YOUR ASSIGNMENT
Every line below that carries the word "WPARAM" needs to be copied.

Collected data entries
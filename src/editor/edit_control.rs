// ── EDIT child-window hosting ─────────────────────────────────────────────────
//
// This is one of exactly two modules where `unsafe` is permitted.
// Every `unsafe` block MUST carry a `// SAFETY:` comment.
//
// ── GDI ownership model ───────────────────────────────────────────────────────
//
// `EditControl` owns the HFONT it hands to the control via WM_SETFONT and the
// HBRUSH it returns from WM_CTLCOLOREDIT.  Both are replaced through `Cell`s
// so that handlers can run from a shared `&EditControl`, including re-entrant
// paint messages while a modal dialog is up.  They are deleted on `Drop`,
// which `WindowState` arranges to happen in WM_NCDESTROY, after Windows has
// destroyed the child window.

#![allow(unsafe_code)]

use std::cell::Cell;

use windows::{
    core::{w, PCWSTR},
    Win32::{
        Foundation::{COLORREF, HINSTANCE, HWND, LPARAM, LRESULT, TRUE, WPARAM},
        Graphics::Gdi::{
            CreateFontIndirectW, CreateSolidBrush, DeleteObject, InvalidateRect, SetBkColor,
            SetTextColor, HBRUSH, HDC, HFONT, HGDIOBJ,
        },
        UI::{
            Input::KeyboardAndMouse::SetFocus,
            WindowsAndMessaging::{
                CreateWindowExW, GetWindowTextLengthW, GetWindowTextW, MoveWindow,
                SendMessageW, SetWindowTextW, HMENU, WINDOW_STYLE, WM_SETFONT, WS_CHILD,
                WS_EX_CLIENTEDGE, WS_HSCROLL, WS_VISIBLE, WS_VSCROLL,
            },
        },
    },
};

use crate::{
    error::{Result, SlateError},
    font::FontSpec,
    platform::win32::{dialogs::wide, dpi, fonts},
    theme::Palette,
};

// ── Edit-control messages & styles ────────────────────────────────────────────

const EM_LINESCROLL: u32 = 0x00B6;
const EM_SETLIMITTEXT: u32 = 0x00C5;

const ES_MULTILINE: u32 = 0x0004;
const ES_AUTOVSCROLL: u32 = 0x0040;
const ES_AUTOHSCROLL: u32 = 0x0080;
const ES_NOHIDESEL: u32 = 0x0100;
const ES_WANTRETURN: u32 = 0x1000;

// ── EditControl ───────────────────────────────────────────────────────────────

/// The multi-line EDIT child that fills the main window's client area.
pub(crate) struct EditControl {
    hwnd: HWND,
    font: Cell<HFONT>,
    /// Pixel height of the current font; one scroll line.
    line_height: Cell<i32>,
    brush: Cell<HBRUSH>,
    palette: Cell<Palette>,
}

impl EditControl {
    /// Create the EDIT child inside `hwnd_parent`, initially zero-sized; the
    /// parent's WM_SIZE handler lays it out.
    pub(crate) fn create(hwnd_parent: HWND, hinstance: HINSTANCE, palette: Palette) -> Result<Self> {
        let style = WS_CHILD
            | WS_VISIBLE
            | WS_VSCROLL
            | WS_HSCROLL
            | WINDOW_STYLE(ES_MULTILINE | ES_AUTOVSCROLL | ES_AUTOHSCROLL | ES_NOHIDESEL | ES_WANTRETURN);

        // SAFETY: "EDIT" is a system window class; hwnd_parent and hinstance
        // are valid handles owned by the caller.
        let hwnd = unsafe {
            CreateWindowExW(
                WS_EX_CLIENTEDGE,
                w!("EDIT"),
                PCWSTR::null(),
                style,
                0,
                0,
                0,
                0,
                hwnd_parent,
                HMENU::default(),
                hinstance,
                None,
            )
        }
        .map_err(SlateError::from)?;

        // SAFETY: hwnd is the EDIT control just created.  A limit of 0 lifts
        // the default 32 767-character cap to the maximum.
        unsafe {
            let _ = SendMessageW(hwnd, EM_SETLIMITTEXT, WPARAM(0), LPARAM(0));
        }

        Ok(Self {
            hwnd,
            font: Cell::new(HFONT::default()),
            line_height: Cell::new(1),
            brush: Cell::new(new_brush(palette)?),
            palette: Cell::new(palette),
        })
    }

    pub(crate) fn hwnd(&self) -> HWND {
        self.hwnd
    }

    /// Fill the given client rectangle.
    pub(crate) fn resize(&self, width: i32, height: i32) {
        // SAFETY: hwnd valid; MoveWindow on a child is always permitted.
        unsafe {
            let _ = MoveWindow(self.hwnd, 0, 0, width, height, TRUE);
        }
    }

    pub(crate) fn focus(&self) {
        // SAFETY: hwnd valid and owned by this thread.
        unsafe {
            let _ = SetFocus(self.hwnd);
        }
    }

    // ── Text ──────────────────────────────────────────────────────────────────

    /// Replace the whole control text.  Expects `\r\n` line breaks.
    pub(crate) fn set_text(&self, text: &str) -> Result<()> {
        let buf = wide(text);
        // SAFETY: hwnd valid; buf is null-terminated UTF-16 that outlives the call.
        unsafe { SetWindowTextW(self.hwnd, PCWSTR(buf.as_ptr())) }.map_err(SlateError::from)
    }

    /// The full control text, `\r\n` line breaks.
    pub(crate) fn text(&self) -> String {
        // SAFETY: hwnd valid; read-only length query.
        let len = unsafe { GetWindowTextLengthW(self.hwnd) }.max(0) as usize;
        let mut buf = vec![0u16; len + 1];
        // SAFETY: buf holds len + 1 units, enough for the text plus terminator.
        let copied = unsafe { GetWindowTextW(self.hwnd, &mut buf) }.max(0) as usize;
        String::from_utf16_lossy(&buf[..copied.min(len)])
    }

    // ── Presentation ──────────────────────────────────────────────────────────

    /// Create an HFONT for `spec` at the control's DPI and switch to it.
    pub(crate) fn apply_font(&self, spec: &FontSpec) -> Result<()> {
        let dpi = dpi::window_dpi(self.hwnd);
        let lf = fonts::logfont(spec, dpi);
        // SAFETY: lf is a fully initialised LOGFONTW on the stack.
        let font = unsafe { CreateFontIndirectW(&lf) };
        if font.is_invalid() {
            return Err(SlateError::Win32 {
                function: "CreateFontIndirectW",
                code: 0,
            });
        }

        // SAFETY: hwnd valid; lparam TRUE asks the control to redraw.  The
        // control does not take ownership of the font.
        unsafe {
            let _ = SendMessageW(self.hwnd, WM_SETFONT, WPARAM(font.0 as usize), LPARAM(1));
        }

        let old = self.font.replace(font);
        self.line_height.set(lf.lfHeight.abs().max(1));
        delete(HGDIOBJ(old.0));
        Ok(())
    }

    pub(crate) fn line_height(&self) -> i32 {
        self.line_height.get()
    }

    /// Switch background / foreground colours and repaint.
    pub(crate) fn apply_palette(&self, palette: Palette) -> Result<()> {
        let old = self.brush.replace(new_brush(palette)?);
        self.palette.set(palette);
        delete(HGDIOBJ(old.0));
        // SAFETY: hwnd valid; a None rect invalidates the whole client area.
        unsafe {
            let _ = InvalidateRect(self.hwnd, None, TRUE);
        }
        Ok(())
    }

    /// Answer the parent's WM_CTLCOLOREDIT for this control.
    pub(crate) fn paint(&self, hdc: HDC) -> LRESULT {
        let p = self.palette.get();
        // SAFETY: hdc is the device context Windows passed with
        // WM_CTLCOLOREDIT, valid for the duration of the message.
        unsafe {
            let _ = SetTextColor(hdc, COLORREF(p.foreground.colorref()));
            let _ = SetBkColor(hdc, COLORREF(p.background.colorref()));
        }
        LRESULT(self.brush.get().0 as isize)
    }

    /// Scroll the view by whole lines; positive moves toward the end.
    pub(crate) fn scroll_lines(&self, lines: i32) {
        // SAFETY: hwnd valid; EM_LINESCROLL takes (columns, lines).
        unsafe {
            let _ = SendMessageW(self.hwnd, EM_LINESCROLL, WPARAM(0), LPARAM(lines as isize));
        }
    }
}

impl Drop for EditControl {
    fn drop(&mut self) {
        delete(HGDIOBJ(self.font.get().0));
        delete(HGDIOBJ(self.brush.get().0));
    }
}

fn new_brush(palette: Palette) -> Result<HBRUSH> {
    // SAFETY: CreateSolidBrush has no preconditions.
    let brush = unsafe { CreateSolidBrush(COLORREF(palette.background.colorref())) };
    if brush.is_invalid() {
        return Err(SlateError::Win32 {
            function: "CreateSolidBrush",
            code: 0,
        });
    }
    Ok(brush)
}

fn delete(obj: HGDIOBJ) {
    if obj.is_invalid() {
        return;
    }
    // SAFETY: obj was created by this module and is no longer selected into
    // the control (it has been replaced or the control is gone).
    unsafe {
        let _ = DeleteObject(obj);
    }
}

RESULT FOR THIS EXERCISE
        Foundation::{COLORREF, HINSTANCE, HWND, LPARAM, LRESULT, TRUE, WPARAM},
            let _ = SendMessageW(hwnd, EM_SETLIMITTEXT, WPARAM(0), LPARAM(0));
            let _ = SendMessageW(self.hwnd, WM_SETFONT, WPARAM(font.0 as usize), LPARAM(1));
            let _ = SendMessageW(self.hwnd, EM_LINESCROLL, WPARAM(0), LPARAM(lines as isize));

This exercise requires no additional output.